TASK INSTRUCTIONS:
The answer must be an exact copy of every entry.

-- Opening Marker --

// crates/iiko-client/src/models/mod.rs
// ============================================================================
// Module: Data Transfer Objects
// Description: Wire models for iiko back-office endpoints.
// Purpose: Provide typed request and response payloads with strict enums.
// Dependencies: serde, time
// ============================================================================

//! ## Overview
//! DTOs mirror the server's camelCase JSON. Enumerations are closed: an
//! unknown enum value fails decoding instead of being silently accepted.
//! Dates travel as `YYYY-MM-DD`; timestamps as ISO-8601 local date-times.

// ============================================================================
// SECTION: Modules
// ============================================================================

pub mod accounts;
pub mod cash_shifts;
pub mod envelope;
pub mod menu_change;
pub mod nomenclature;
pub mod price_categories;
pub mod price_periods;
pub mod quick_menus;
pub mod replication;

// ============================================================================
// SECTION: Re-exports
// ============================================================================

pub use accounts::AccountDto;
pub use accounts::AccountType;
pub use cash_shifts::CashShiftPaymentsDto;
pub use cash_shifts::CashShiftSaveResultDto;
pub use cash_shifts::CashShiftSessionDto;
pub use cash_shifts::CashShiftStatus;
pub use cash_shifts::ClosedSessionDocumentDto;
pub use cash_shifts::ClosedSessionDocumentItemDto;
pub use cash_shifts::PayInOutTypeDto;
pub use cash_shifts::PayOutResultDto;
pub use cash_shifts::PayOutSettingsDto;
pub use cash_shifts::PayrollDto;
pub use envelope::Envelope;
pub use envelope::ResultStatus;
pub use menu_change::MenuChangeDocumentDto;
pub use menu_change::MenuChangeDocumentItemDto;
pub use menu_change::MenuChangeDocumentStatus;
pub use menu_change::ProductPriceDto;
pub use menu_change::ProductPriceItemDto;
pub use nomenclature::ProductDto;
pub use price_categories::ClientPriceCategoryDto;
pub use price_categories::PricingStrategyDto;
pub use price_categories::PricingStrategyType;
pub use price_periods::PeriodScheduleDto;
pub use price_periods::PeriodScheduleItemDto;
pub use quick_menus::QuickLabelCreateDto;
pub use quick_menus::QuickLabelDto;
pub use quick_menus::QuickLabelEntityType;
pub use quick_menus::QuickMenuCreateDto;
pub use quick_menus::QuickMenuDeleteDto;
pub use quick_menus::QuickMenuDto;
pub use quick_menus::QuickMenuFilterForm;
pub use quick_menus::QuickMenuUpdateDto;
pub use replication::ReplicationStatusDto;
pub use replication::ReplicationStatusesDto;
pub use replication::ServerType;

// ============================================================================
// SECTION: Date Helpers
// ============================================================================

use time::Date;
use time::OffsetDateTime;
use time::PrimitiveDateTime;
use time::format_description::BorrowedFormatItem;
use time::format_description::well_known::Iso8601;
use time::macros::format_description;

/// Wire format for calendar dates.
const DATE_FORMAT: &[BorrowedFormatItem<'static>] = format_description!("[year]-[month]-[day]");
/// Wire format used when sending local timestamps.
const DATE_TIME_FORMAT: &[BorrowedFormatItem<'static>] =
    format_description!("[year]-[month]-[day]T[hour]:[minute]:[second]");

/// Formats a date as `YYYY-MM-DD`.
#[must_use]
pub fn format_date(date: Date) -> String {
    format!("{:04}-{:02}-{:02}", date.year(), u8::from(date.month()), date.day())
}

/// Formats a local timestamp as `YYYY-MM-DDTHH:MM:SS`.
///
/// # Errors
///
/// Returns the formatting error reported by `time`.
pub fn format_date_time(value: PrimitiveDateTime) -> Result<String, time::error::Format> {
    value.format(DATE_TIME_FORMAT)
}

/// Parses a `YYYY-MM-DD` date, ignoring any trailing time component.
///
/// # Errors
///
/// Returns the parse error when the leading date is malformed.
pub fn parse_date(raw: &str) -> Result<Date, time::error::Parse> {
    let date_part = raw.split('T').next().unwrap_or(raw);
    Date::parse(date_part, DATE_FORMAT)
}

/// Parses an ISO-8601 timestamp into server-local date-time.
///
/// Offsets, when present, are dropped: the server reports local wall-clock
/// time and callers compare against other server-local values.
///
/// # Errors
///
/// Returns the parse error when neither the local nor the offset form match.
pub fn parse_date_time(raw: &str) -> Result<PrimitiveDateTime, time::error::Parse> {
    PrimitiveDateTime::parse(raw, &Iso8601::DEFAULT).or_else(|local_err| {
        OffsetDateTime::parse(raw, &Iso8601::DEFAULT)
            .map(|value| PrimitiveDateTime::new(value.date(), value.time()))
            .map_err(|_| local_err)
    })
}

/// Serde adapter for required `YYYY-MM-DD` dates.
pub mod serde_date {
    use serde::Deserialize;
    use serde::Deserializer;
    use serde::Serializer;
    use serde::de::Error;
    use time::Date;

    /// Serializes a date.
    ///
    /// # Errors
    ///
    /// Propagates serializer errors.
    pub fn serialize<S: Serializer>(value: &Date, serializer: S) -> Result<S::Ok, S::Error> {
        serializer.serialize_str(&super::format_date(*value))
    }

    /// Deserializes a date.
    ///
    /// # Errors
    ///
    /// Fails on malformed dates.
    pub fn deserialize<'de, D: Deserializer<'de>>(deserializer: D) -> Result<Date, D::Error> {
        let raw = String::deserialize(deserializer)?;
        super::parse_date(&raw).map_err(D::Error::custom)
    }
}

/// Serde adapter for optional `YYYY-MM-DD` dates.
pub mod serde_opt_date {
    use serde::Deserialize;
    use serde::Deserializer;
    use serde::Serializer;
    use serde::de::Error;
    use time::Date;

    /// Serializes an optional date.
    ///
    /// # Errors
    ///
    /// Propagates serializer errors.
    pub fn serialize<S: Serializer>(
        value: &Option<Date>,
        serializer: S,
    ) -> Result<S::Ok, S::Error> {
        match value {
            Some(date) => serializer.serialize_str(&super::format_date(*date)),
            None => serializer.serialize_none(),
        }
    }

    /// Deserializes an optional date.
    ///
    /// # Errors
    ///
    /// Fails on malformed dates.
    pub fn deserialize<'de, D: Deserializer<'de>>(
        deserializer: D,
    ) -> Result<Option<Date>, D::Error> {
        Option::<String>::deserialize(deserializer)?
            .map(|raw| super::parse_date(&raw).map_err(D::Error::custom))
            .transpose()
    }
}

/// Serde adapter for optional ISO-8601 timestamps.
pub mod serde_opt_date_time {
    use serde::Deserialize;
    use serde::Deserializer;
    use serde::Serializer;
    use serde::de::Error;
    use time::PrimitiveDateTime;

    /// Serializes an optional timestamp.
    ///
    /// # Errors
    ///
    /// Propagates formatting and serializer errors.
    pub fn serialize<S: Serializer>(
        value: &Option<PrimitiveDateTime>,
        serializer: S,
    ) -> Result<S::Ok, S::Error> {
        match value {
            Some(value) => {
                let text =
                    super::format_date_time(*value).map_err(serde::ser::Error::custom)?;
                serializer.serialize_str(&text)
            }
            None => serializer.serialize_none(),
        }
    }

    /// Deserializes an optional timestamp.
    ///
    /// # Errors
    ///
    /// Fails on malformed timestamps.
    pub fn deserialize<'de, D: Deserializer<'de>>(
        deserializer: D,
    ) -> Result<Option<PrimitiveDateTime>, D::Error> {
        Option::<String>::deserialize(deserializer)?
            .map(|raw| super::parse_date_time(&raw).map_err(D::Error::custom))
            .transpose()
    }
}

-- Closing Marker --

WORKED SOLUTION:
// crates/iiko-client/src/models/mod.rs
// ============================================================================
// Module: Data Transfer Objects
// Description: Wire models for iiko back-office endpoints.
// Purpose: Provide typed request and response payloads with strict enums.
// Dependencies: serde, time
// ============================================================================

//! ## Overview
//! DTOs mirror the server's camelCase JSON. Enumerations are closed: an
//! unknown enum value fails decoding instead of being silently accepted.
//! Dates travel as `YYYY-MM-DD`; timestamps as ISO-8601 local date-times.

// ============================================================================
// SECTION: Modules
// ============================================================================

pub mod accounts;
pub mod cash_shifts;
pub mod envelope;
pub mod menu_change;
pub mod nomenclature;
pub mod price_categories;
pub mod price_periods;
pub mod quick_menus;
pub mod replication;

// ============================================================================
// SECTION: Re-exports
// ============================================================================

pub use accounts::AccountDto;
pub use accounts::AccountType;
pub use cash_shifts::CashShiftPaymentsDto;
pub use cash_shifts::CashShiftSaveResultDto;
pub use cash_shifts::CashShiftSessionDto;
pub use cash_shifts::CashShiftStatus;
pub use cash_shifts::ClosedSessionDocumentDto;
pub use cash_shifts::ClosedSessionDocumentItemDto;
pub use cash_shifts::PayInOutTypeDto;
pub use cash_shifts::PayOutResultDto;
pub use cash_shifts::PayOutSettingsDto;
pub use cash_shifts::PayrollDto;
pub use envelope::Envelope;
pub use envelope::ResultStatus;
pub use menu_change::MenuChangeDocumentDto;
pub use menu_change::MenuChangeDocumentItemDto;
pub use menu_change::MenuChangeDocumentStatus;
pub use menu_change::ProductPriceDto;
pub use menu_change::ProductPriceItemDto;
pub use nomenclature::ProductDto;
pub use price_categories::ClientPriceCategoryDto;
pub use price_categories::PricingStrategyDto;
pub use price_categories::PricingStrategyType;
pub use price_periods::PeriodScheduleDto;
pub use price_periods::PeriodScheduleItemDto;
pub use quick_menus::QuickLabelCreateDto;
pub use quick_menus::QuickLabelDto;
pub use quick_menus::QuickLabelEntityType;
pub use quick_menus::QuickMenuCreateDto;
pub use quick_menus::QuickMenuDeleteDto;
pub use quick_menus::QuickMenuDto;
pub use quick_menus::QuickMenuFilterForm;
pub use quick_menus::QuickMenuUpdateDto;
pub use replication::ReplicationStatusDto;
pub use replication::ReplicationStatusesDto;
pub use replication::ServerType;

// ============================================================================
// SECTION: Date Helpers
// ============================================================================

use time::Date;
use time::OffsetDateTime;
use time::PrimitiveDateTime;
use time::format_description::BorrowedFormatItem;
use time::format_description::well_known::Iso8601;
use time::macros::format_description;

/// Wire format for calendar dates.
const DATE_FORMAT: &[BorrowedFormatItem<'static>] = format_description!("[year]-[month]-[day]");
/// Wire format used when sending local timestamps.
const DATE_TIME_FORMAT: &[BorrowedFormatItem<'static>] =
    format_description!("[year]-[month]-[day]T[hour]:[minute]:[second]");

/// Formats a date as `YYYY-MM-DD`.
#[must_use]
pub fn format_date(date: Date) -> String {
    format!("{:04}-{:02}-{:02}", date.year(), u8::from(date.month()), date.day())
}

/// Formats a local timestamp as `YYYY-MM-DDTHH:MM:SS`.
///
/// # Errors
///
/// Returns the formatting error reported by `time`.
pub fn format_date_time(value: PrimitiveDateTime) -> Result<String, time::error::Format> {
    value.format(DATE_TIME_FORMAT)
}

/// Parses a `YYYY-MM-DD` date, ignoring any trailing time component.
///
/// # Errors
///
/// Returns the parse error when the leading date is malformed.
pub fn parse_date(raw: &str) -> Result<Date, time::error::Parse> {
    let date_part = raw.split('T').next().unwrap_or(raw);
    Date::parse(date_part, DATE_FORMAT)
}

/// Parses an ISO-8601 timestamp into server-local date-time.
///
/// Offsets, when present, are dropped: the server reports local wall-clock
/// time and callers compare against other server-local values.
///
/// # Errors
///
/// Returns the parse error when neither the local nor the offset form match.
pub fn parse_date_time(raw: &str) -> Result<PrimitiveDateTime, time::error::Parse> {
    PrimitiveDateTime::parse(raw, &Iso8601::DEFAULT).or_else(|local_err| {
        OffsetDateTime::parse(raw, &Iso8601::DEFAULT)
            .map(|value| PrimitiveDateTime::new(value.date(), value.time()))
            .map_err(|_| local_err)
    })
}

/// Serde adapter for required `YYYY-MM-DD` dates.
pub mod serde_date {
    use serde::Deserialize;
    use serde::Deserializer;
    use serde::Serializer;
    use serde::de::Error;
    use time::Date;

    /// Serializes a date.
    ///
    /// # Errors
    ///
    /// Propagates serializer errors.
    pub fn serialize<S: Serializer>(value: &Date, serializer: S) -> Result<S::Ok, S::Error> {
        serializer.serialize_str(&super::format_date(*value))
    }

    /// Deserializes a date.
    ///
    /// # Errors
    ///
    /// Fails on malformed dates.
    pub fn deserialize<'de, D: Deserializer<'de>>(deserializer: D) -> Result<Date, D::Error> {
        let raw = String::deserialize(deserializer)?;
        super::parse_date(&raw).map_err(D::Error::custom)
    }
}

/// Serde adapter for optional `YYYY-MM-DD` dates.
pub mod serde_opt_date {
    use serde::Deserialize;
    use serde::Deserializer;
    use serde::Serializer;
    use serde::de::Error;
    use time::Date;

    /// Serializes an optional date.
    ///
    /// # Errors
    ///
    /// Propagates serializer errors.
    pub fn serialize<S: Serializer>(
        value: &Option<Date>,
        serializer: S,
    ) -> Result<S::Ok, S::Error> {
        match value {
            Some(date) => serializer.serialize_str(&super::format_date(*date)),
            None => serializer.serialize_none(),
        }
    }

    /// Deserializes an optional date.
    ///
    /// # Errors
    ///
    /// Fails on malformed dates.
    pub fn deserialize<'de, D: Deserializer<'de>>(
        deserializer: D,
    ) -> Result<Option<Date>, D::Error> {
        Option::<String>::deserialize(deserializer)?
            .map(|raw| super::parse_date(&raw).map_err(D::Error::custom))
            .transpose()
    }
}

/// Serde adapter for optional ISO-8601 timestamps.
pub mod serde_opt_date_time {
    use serde::Deserialize;
    use serde::Deserializer;
    use serde::Serializer;
    use serde::de::Error;
    use time::PrimitiveDateTime;

    /// Serializes an optional timestamp.
    ///
    /// # Errors
    ///
    /// Propagates formatting and serializer errors.
    pub fn serialize<S: Serializer>(
        value: &Option<PrimitiveDateTime>,
        serializer: S,
    ) -> Result<S::Ok, S::Error> {
        match value {
            Some(value) => {
                let text =
                    super::format_date_time(*value).map_err(serde::ser::Error::custom)?;
                serializer.serialize_str(&text)
            }
            None => serializer.serialize_none(),
        }
    }

    /// Deserializes an optional timestamp.
    ///
    /// # Errors
    ///
    /// Fails on malformed timestamps.
    pub fn deserialize<'de, D: Deserializer<'de>>(
        deserializer: D,
    ) -> Result<Option<PrimitiveDateTime>, D::Error> {
        Option::<String>::deserialize(deserializer)?
            .map(|raw| super::parse_date_time(&raw).map_err(D::Error::custom))
            .transpose()
    }
}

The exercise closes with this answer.